ACTIVITY :: Every line between the top of the data below and the line with "to backend operations", both ends included, must be retyped exactly.
---------------
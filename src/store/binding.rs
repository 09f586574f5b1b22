//! Compiled key family: one pattern mapped to get/list/upsert/delete queries

use super::{glob, BindConfig, Executor};
use crate::error::{Result, StoreError};
use crate::pattern::{ExecContext, Pattern};
use crate::query::{Query, Syntax};
use crate::record::{DatatypeMapping, Record};
use std::sync::Arc;
use tracing::debug;

/// One key pattern bound to backend operations
pub struct Binding {
    dbnum: u32,
    pattern: Pattern,
    get_query: Query,
    list_query: Option<Query>,
    upsert_query: Option<Query>,
    del_query: Option<Query>,
    table: Option<String>,
    reorganize_nested: bool,
    datatype_mapping: Vec<DatatypeMapping>,
    executor: Arc<dyn Executor>,
}

impl Binding {
    /// Compile a bind config
    ///
    /// With a table name the four queries are synthesized through `syntax`;
    /// explicit templates take precedence over synthesized ones. A config
    /// with neither a get template nor a table name is rejected.
    pub fn from_config(
        conf: &BindConfig,
        syntax: &dyn Syntax,
        executor: Arc<dyn Executor>,
    ) -> Result<Binding> {
        let pattern = Pattern::compile(&conf.key);

        let mut get_query = None;
        let mut list_query = None;
        let mut upsert_query = None;
        let mut del_query = None;

        if let Some(table) = &conf.table_name {
            let fields = pattern.keys();
            let extra = conf.where_ext.as_deref();
            get_query = Query::parse(&syntax.get_query(table, &fields, extra));
            list_query = Query::parse(&syntax.select_query(table, extra));
            upsert_query = syntax
                .upsert_query(table, &fields)
                .and_then(|q| Query::parse(&q));
            del_query = syntax
                .delete_query(table, &fields, extra)
                .and_then(|q| Query::parse(&q));
        }

        let explicit = |template: &Option<String>| template.as_deref().and_then(Query::parse);
        get_query = explicit(&conf.get_query).or(get_query);
        list_query = explicit(&conf.list_query).or(list_query);
        upsert_query = explicit(&conf.upsert_query).or(upsert_query);
        del_query = explicit(&conf.del_query).or(del_query);

        let get_query = get_query.ok_or_else(|| {
            StoreError::InvalidBindConfig(format!(
                "bind `{}` needs a get_query or a table_name",
                conf.key
            ))
        })?;

        if conf.readonly {
            upsert_query = None;
            del_query = None;
        }

        let table = conf
            .table_name
            .clone()
            .or_else(|| get_query.table().map(str::to_string))
            .or_else(|| {
                list_query
                    .as_ref()
                    .and_then(|q| q.table().map(str::to_string))
            });

        Ok(Binding {
            dbnum: conf.dbnum,
            pattern,
            get_query,
            list_query,
            upsert_query,
            del_query,
            table,
            reorganize_nested: conf.reorganize_nested,
            datatype_mapping: conf.datatype_mapping.clone(),
            executor,
        })
    }

    pub fn dbnum(&self) -> u32 {
        self.dbnum
    }

    pub fn pattern(&self) -> &Pattern {
        &self.pattern
    }

    /// Table used to route change notifications
    pub fn table(&self) -> Option<&str> {
        self.table.as_deref()
    }

    pub fn is_readonly(&self) -> bool {
        self.upsert_query.is_none() && self.del_query.is_none()
    }

    pub fn match_key(&self, key: &str, ctx: &mut ExecContext) -> bool {
        self.pattern.matches(key, ctx)
    }

    /// Glob match against the literal rendering of the pattern
    pub fn match_pattern(&self, pattern: &str) -> bool {
        glob::matches(pattern, &self.pattern.to_string())
    }

    pub async fn get(&self, ctx: &ExecContext) -> Result<Record> {
        let args = self.get_query.args(ctx);
        debug!(dbnum = self.dbnum, query = %self.get_query, ?args, "get");

        let rows = self.executor.fetch(&self.get_query, &args).await?;
        let record = rows.into_iter().next().ok_or(StoreError::NotFound)?;
        self.post_process(record)
    }

    pub async fn list(&self, ctx: &ExecContext) -> Result<Vec<Record>> {
        let Some(query) = &self.list_query else {
            return Ok(Vec::new());
        };
        let args = query.args(ctx);
        debug!(dbnum = self.dbnum, query = %query, ?args, "list");

        self.executor
            .fetch(query, &args)
            .await?
            .into_iter()
            .map(|record| self.post_process(record))
            .collect()
    }

    /// Merge a JSON object payload over `ctx` and run the upsert query
    pub async fn upsert(&self, ctx: &mut ExecContext, payload: &[u8]) -> Result<()> {
        let query = self.upsert_query.as_ref().ok_or(StoreError::ReadOnly)?;
        let fields: serde_json::Map<String, serde_json::Value> = serde_json::from_slice(payload)?;
        ctx.merge_json(fields);

        let args = query.args(ctx);
        debug!(dbnum = self.dbnum, query = %query, ?args, "upsert");
        self.executor.execute(query, &args).await?;
        Ok(())
    }

    /// Run the delete query, `NotFound` when nothing was deleted
    pub async fn del(&self, ctx: &ExecContext) -> Result<()> {
        let query = self.del_query.as_ref().ok_or(StoreError::ReadOnly)?;
        let args = query.args(ctx);
        debug!(dbnum = self.dbnum, query = %query, ?args, "del");

        match self.executor.execute(query, &args).await? {
            0 => Err(StoreError::NotFound),
            _ => Ok(()),
        }
    }

    fn post_process(&self, record: Record) -> Result<Record> {
        let mut record = if self.reorganize_nested {
            record.reshape_nested()?
        } else {
            record
        };
        if !self.datatype_mapping.is_empty() {
            record.cast(&self.datatype_mapping)?;
        }
        Ok(record)
    }
}

impl std::fmt::Debug for Binding {
    fn fmt(&self, f: &mut std::fmt::Formatter<'_>) -> std::fmt::Result {
        f.debug_struct("Binding")
            .field("dbnum", &self.dbnum)
            .field("pattern", &self.pattern.template())
            .field("table", &self.table)
            .finish()
    }
}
---------------
ANSWER TO THE EXERCISE ::
filename src/store/binding.rs
repository 09f586574f5b1b22
//! Compiled key family: one pattern mapped to get/list/upsert/delete queries

use super::{glob, BindConfig, Executor};
use crate::error::{Result, StoreError};
use crate::pattern::{ExecContext, Pattern};
use crate::query::{Query, Syntax};
use crate::record::{DatatypeMapping, Record};
use std::sync::Arc;
use tracing::debug;

/// One key pattern bound to backend operations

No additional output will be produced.